Activity:
Look through the material below. Copy every line with the string "description" in it.

▶

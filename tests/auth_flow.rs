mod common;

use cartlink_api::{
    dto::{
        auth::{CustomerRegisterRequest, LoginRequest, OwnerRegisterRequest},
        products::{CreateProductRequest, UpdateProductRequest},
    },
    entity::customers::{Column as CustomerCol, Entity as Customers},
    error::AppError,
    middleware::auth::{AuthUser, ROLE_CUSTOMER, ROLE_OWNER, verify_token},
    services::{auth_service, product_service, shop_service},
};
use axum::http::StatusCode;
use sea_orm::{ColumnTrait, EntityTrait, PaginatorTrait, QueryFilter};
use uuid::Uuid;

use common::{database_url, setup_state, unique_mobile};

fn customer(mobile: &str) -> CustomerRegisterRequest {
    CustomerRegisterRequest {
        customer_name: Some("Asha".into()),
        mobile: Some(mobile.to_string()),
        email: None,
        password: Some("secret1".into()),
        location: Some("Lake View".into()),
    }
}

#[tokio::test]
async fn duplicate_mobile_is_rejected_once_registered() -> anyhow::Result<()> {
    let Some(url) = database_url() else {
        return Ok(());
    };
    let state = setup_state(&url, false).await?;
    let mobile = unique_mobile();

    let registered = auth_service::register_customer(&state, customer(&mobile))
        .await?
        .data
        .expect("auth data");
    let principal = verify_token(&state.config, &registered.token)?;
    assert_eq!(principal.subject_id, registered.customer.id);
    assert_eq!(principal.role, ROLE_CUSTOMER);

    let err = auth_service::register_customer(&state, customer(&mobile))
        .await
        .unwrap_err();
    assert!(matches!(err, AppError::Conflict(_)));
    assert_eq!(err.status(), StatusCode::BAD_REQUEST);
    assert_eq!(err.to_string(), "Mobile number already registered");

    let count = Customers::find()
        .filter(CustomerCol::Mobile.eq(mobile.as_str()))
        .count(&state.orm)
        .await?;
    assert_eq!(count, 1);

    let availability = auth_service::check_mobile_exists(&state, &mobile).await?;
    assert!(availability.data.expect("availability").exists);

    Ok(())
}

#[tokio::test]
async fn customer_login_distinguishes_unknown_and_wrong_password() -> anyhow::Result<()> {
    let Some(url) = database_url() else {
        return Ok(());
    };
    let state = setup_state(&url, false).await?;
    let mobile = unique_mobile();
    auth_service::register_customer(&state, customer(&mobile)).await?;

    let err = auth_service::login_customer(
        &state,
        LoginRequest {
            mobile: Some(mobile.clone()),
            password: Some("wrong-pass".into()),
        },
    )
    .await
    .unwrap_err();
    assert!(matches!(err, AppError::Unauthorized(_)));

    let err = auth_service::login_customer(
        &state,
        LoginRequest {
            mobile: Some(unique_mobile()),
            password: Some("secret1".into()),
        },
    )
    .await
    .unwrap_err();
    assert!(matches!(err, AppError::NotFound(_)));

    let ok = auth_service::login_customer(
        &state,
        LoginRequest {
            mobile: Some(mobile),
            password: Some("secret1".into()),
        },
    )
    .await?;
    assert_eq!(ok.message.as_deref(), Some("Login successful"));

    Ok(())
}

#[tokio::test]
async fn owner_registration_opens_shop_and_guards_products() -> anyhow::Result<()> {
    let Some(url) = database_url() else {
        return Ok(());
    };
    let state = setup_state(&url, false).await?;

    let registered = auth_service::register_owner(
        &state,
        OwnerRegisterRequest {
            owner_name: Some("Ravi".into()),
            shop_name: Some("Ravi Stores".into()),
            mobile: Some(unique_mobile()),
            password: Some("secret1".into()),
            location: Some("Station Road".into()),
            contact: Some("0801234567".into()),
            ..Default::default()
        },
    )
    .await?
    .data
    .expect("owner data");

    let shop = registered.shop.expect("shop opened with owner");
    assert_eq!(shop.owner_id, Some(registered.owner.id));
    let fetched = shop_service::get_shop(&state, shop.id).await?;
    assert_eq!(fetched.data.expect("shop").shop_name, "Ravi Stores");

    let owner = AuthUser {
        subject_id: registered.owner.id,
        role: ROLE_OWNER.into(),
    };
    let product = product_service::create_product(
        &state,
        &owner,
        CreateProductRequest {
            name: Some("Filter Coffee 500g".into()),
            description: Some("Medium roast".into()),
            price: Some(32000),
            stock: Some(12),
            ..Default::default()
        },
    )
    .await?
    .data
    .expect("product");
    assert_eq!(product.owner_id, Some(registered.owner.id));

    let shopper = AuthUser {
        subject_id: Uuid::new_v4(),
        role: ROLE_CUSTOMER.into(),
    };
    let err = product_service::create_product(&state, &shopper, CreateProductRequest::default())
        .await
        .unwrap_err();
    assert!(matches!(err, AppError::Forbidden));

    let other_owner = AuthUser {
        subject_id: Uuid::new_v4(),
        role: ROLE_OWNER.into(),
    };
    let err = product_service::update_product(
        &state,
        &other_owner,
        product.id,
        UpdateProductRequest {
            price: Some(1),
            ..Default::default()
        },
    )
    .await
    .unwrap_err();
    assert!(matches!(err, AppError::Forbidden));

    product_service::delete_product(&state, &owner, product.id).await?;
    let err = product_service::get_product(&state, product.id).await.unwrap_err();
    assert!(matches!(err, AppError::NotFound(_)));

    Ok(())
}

◀
▶

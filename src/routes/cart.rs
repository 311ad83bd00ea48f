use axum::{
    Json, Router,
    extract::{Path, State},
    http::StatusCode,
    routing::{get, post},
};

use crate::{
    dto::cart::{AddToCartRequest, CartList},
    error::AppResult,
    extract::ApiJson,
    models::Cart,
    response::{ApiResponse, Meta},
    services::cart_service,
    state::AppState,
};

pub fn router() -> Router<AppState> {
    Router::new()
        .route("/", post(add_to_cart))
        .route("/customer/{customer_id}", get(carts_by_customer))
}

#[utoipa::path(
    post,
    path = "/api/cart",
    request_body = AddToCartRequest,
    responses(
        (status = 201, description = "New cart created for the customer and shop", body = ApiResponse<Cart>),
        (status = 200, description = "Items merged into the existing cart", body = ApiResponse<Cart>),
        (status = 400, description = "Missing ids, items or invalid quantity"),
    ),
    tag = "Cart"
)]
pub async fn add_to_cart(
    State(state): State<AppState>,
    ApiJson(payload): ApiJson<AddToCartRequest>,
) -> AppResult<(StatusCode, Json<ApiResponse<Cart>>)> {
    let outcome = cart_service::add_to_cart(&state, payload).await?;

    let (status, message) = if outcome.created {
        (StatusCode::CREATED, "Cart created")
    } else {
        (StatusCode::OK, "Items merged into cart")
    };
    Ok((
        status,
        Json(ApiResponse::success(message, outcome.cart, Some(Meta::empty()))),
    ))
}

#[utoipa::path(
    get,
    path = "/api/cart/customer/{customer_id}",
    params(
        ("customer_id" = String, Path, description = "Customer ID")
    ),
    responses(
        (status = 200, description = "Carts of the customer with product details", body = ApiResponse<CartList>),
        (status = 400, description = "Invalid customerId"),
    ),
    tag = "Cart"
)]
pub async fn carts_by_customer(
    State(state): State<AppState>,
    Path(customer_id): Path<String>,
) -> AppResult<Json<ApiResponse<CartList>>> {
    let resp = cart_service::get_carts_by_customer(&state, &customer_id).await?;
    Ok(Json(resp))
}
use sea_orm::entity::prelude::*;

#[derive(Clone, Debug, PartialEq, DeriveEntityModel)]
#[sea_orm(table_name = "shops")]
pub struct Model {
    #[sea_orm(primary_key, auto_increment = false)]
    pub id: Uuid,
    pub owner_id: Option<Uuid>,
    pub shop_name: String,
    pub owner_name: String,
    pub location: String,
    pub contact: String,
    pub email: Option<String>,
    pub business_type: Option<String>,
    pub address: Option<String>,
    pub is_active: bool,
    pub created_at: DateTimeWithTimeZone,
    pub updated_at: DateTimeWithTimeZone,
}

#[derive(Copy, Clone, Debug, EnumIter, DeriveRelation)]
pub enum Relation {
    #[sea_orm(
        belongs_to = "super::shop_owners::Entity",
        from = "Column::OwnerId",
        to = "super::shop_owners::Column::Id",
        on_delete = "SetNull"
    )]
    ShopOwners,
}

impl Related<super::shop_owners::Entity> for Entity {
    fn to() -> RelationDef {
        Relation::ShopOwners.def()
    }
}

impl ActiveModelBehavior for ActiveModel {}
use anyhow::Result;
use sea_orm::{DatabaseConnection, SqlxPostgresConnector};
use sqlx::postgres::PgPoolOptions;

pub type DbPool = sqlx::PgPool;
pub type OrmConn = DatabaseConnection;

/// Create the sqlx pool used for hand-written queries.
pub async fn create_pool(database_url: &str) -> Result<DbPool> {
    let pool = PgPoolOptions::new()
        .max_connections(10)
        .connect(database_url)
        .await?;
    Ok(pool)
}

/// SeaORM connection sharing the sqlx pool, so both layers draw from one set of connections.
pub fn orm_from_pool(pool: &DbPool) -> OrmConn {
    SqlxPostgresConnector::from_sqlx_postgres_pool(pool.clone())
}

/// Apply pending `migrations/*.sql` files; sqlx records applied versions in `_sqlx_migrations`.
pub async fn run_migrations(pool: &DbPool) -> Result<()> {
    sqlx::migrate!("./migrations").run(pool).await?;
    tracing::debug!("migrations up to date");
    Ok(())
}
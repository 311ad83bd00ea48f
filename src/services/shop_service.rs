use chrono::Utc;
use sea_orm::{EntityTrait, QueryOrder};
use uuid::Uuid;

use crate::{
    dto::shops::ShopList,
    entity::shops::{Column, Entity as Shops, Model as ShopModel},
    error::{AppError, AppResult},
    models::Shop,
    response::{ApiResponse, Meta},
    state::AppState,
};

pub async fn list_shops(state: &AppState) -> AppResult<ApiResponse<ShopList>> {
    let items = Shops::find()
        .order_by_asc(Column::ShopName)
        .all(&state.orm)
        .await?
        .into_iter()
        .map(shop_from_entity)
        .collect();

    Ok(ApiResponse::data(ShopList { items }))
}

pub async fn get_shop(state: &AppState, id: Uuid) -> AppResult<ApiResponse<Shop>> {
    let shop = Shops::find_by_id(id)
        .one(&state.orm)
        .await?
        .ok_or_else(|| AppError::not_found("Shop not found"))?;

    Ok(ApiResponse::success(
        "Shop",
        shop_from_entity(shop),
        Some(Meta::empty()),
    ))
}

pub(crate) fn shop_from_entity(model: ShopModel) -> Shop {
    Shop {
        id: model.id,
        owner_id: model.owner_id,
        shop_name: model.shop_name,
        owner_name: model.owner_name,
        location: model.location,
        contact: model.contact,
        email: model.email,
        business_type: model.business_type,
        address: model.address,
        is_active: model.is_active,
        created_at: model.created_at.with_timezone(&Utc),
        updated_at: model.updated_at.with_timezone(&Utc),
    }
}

◀

Task response:
            description: Some("Medium roast".into()),
        (status = 201, description = "New cart created for the customer and shop", body = ApiResponse<Cart>),
        (status = 200, description = "Items merged into the existing cart", body = ApiResponse<Cart>),
        (status = 400, description = "Missing ids, items or invalid quantity"),
        ("customer_id" = String, Path, description = "Customer ID")
        (status = 200, description = "Carts of the customer with product details", body = ApiResponse<CartList>),
        (status = 400, description = "Invalid customerId"),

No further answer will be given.